Metropolitan State University

MATH 320 : Probability

A. Course Description
Credits: 4
Prerequisites: MATH 211 Calculus II  
Lab Hours/ Weeks: Corequisites: None
Lecture Hours/ Week :  
MnTC Goals: Goal 04 - Mathematical/Logical Reasoning , Goal LS - Upper Division Liberal Studies
 
This is a calculus-based probability course. It covers the following topics. (1) General Probability: set notation and basic elements of probability, combinatorial probability, conditional probability and independent events, and Bayes Theorem. (2) Single-Variable Probability: binomial, geometric, hypergeometric, Poisson, uniform, exponential, gamma and normal distributions, cumulative distribution functions, mean, variance and standard deviation, moments and moment-generating functions, and Chebysheff Theorem. (3) Multi-Variable Probability: joint probability functions and joint density functions, joint cumulative distribution functions, central limit theorem, conditional and marginal probability, moments and moment-generating functions, variance, covariance and correlation, and transformations. (4) Application to problems in medical testing, insurance, political survey, social inequity, gaming, and other fields of interest.
B. Course Effective Dates: 08/16/2013 - Present
C. Outline of Major Content Areas:
See Course Description for major content areas.
D. Learning Outcomes (General)
  1. Understand the theory and the applications of discrete and continuous random variables.
  2. Be familiar with common discrete and continuous probability distributions, and understand when and how to use them.
  3. Understand the theory and the applications of multivariate probability distributions, conditional expectations, and covariances.
E. Learning Outcomes (MN Transfer Curriculum)

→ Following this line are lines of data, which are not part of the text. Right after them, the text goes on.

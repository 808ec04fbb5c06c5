use async_trait::async_trait;
use chrono::{DateTime, Utc};
use std::collections::BTreeMap;
use uuid::Uuid;
use starlinker_catalog::ProductRepository;

use crate::delivery::{Delivery, DeliveryStatus};
use crate::models::{Order, OrderItem, OrderStatus};
use crate::review::Review;

/// Everything written when an order is placed. Applied all-or-nothing.
#[derive(Debug, Clone)]
pub struct Placement {
    pub order: Order,
    pub items: Vec<OrderItem>,
    pub delivery: Delivery,
    /// Units to take out of stock, per product
    pub stock: BTreeMap<Uuid, u32>,
}

/// A compare-and-swap on a delivery's status, plus what follows from it.
#[derive(Debug, Clone)]
pub struct DeliveryTransition {
    pub delivery_id: Uuid,
    pub order_id: Uuid,
    pub expected: DeliveryStatus,
    pub next: DeliveryStatus,
    pub location: Option<String>,
    pub delivered_at: Option<DateTime<Utc>>,
    pub order_status: Option<OrderStatus>,
    /// Return the order's units to stock
    pub restock: bool,
    pub at: DateTime<Utc>,
}

/// Location / ETA edit, guarded by the status it was computed against
#[derive(Debug, Clone)]
pub struct DeliveryDetails {
    pub delivery_id: Uuid,
    pub expected: DeliveryStatus,
    pub location: Option<String>,
    pub estimated_delivery: Option<DateTime<Utc>>,
    pub at: DateTime<Utc>,
}

/// An order with its line items and delivery
#[derive(Debug, Clone)]
pub struct OrderRecord {
    pub order: Order,
    pub items: Vec<OrderItem>,
    pub delivery: Delivery,
}

/// Durable storage for orders, deliveries and reviews.
///
/// Implementations must make `commit_placement` and `transition_delivery`
/// atomic, and must enforce review uniqueness on `(order_id, product_id)`
/// themselves.
#[async_trait]
pub trait FulfillmentStore: ProductRepository {
    async fn commit_placement(&self, placement: &Placement) -> Result<(), StoreError>;

    async fn get_order(&self, order_id: Uuid) -> Result<Option<OrderRecord>, StoreError>;

    /// The buyer's orders with their deliveries, newest first
    async fn list_orders_for_buyer(
        &self,
        buyer_id: Uuid,
    ) -> Result<Vec<OrderRecord>, StoreError>;

    async fn get_delivery(&self, delivery_id: Uuid) -> Result<Option<Delivery>, StoreError>;

    /// Every delivery with its order, newest first
    async fn list_deliveries(&self) -> Result<Vec<(Delivery, Order)>, StoreError>;

    /// Fails with `StatusConflict` when the stored status is not `expected`.
    async fn transition_delivery(
        &self,
        transition: &DeliveryTransition,
    ) -> Result<Delivery, StoreError>;

    /// Fails with `StatusConflict` when the stored status is not `expected`.
    async fn update_delivery_details(
        &self,
        details: &DeliveryDetails,
    ) -> Result<Delivery, StoreError>;

    /// Fails with `Duplicate` when the pair is already reviewed.
    async fn insert_review(&self, review: &Review) -> Result<(), StoreError>;

    async fn reviews_for_order(&self, order_id: Uuid) -> Result<Vec<Review>, StoreError>;

    async fn reviews_for_product(&self, product_id: Uuid) -> Result<Vec<Review>, StoreError>;
}

#[derive(Debug, thiserror::Error)]
pub enum StoreError {
    #[error("Record not found: {0}")]
    NotFound(String),

    #[error("Duplicate record: {0}")]
    Duplicate(String),

    #[error("Delivery status changed concurrently, now {actual}")]
    StatusConflict { actual: DeliveryStatus },

    #[error("Insufficient stock for {product_id}: requested {requested}, available {available}")]
    InsufficientStock {
        product_id: Uuid,
        requested: u32,
        available: u32,
    },

    #[error("Product unavailable: {0}")]
    ProductUnavailable(String),

    #[error("Storage backend failed: {0}")]
    Backend(String),
}
use async_trait::async_trait;
use starlinker_shared::models::events::DomainEvent;

use crate::CoreResult;

/// Outbound channel for domain events.
///
/// Events are emitted after the write they describe has committed, so a
/// failing sink never undoes a committed change.
#[async_trait]
pub trait EventSink: Send + Sync {
    async fn emit(&self, event: &DomainEvent) -> CoreResult<()>;
}

/// Sink that only records events in the log.
pub struct LoggingEventSink;

#[async_trait]
impl EventSink for LoggingEventSink {
    async fn emit(&self, event: &DomainEvent) -> CoreResult<()> {
        tracing::info!(topic = event.topic(), key = %event.key(), "domain event");
        Ok(())
    }
}

/// Fans one event out to several sinks. The first error is returned, but
/// every sink is still tried.
pub struct FanoutEventSink {
    sinks: Vec<std::sync::Arc<dyn EventSink>>,
}

impl FanoutEventSink {
    pub fn new(sinks: Vec<std::sync::Arc<dyn EventSink>>) -> Self {
        Self { sinks }
    }
}

#[async_trait]
impl EventSink for FanoutEventSink {
    async fn emit(&self, event: &DomainEvent) -> CoreResult<()> {
        let mut first_err = None;
        for sink in &self.sinks {
            if let Err(e) = sink.emit(event).await {
                first_err.get_or_insert(e);
            }
        }
        match first_err {
            Some(e) => Err(e),
            None => Ok(()),
        }
    }
}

Goal 04 - Mathematical/Logical Reasoning
  1. Apply higher-order problem-solving and/or modeling strategies.
  2. Clearly express mathematical/logical ideas in writing.
  3. Illustrate historical and contemporary applications of mathematical/logical systems.
  4. Explain what constitutes a valid mathematical/logical argument(proof).
Goal LS - Upper Division Liberal Studies
    None
G. Special Information
None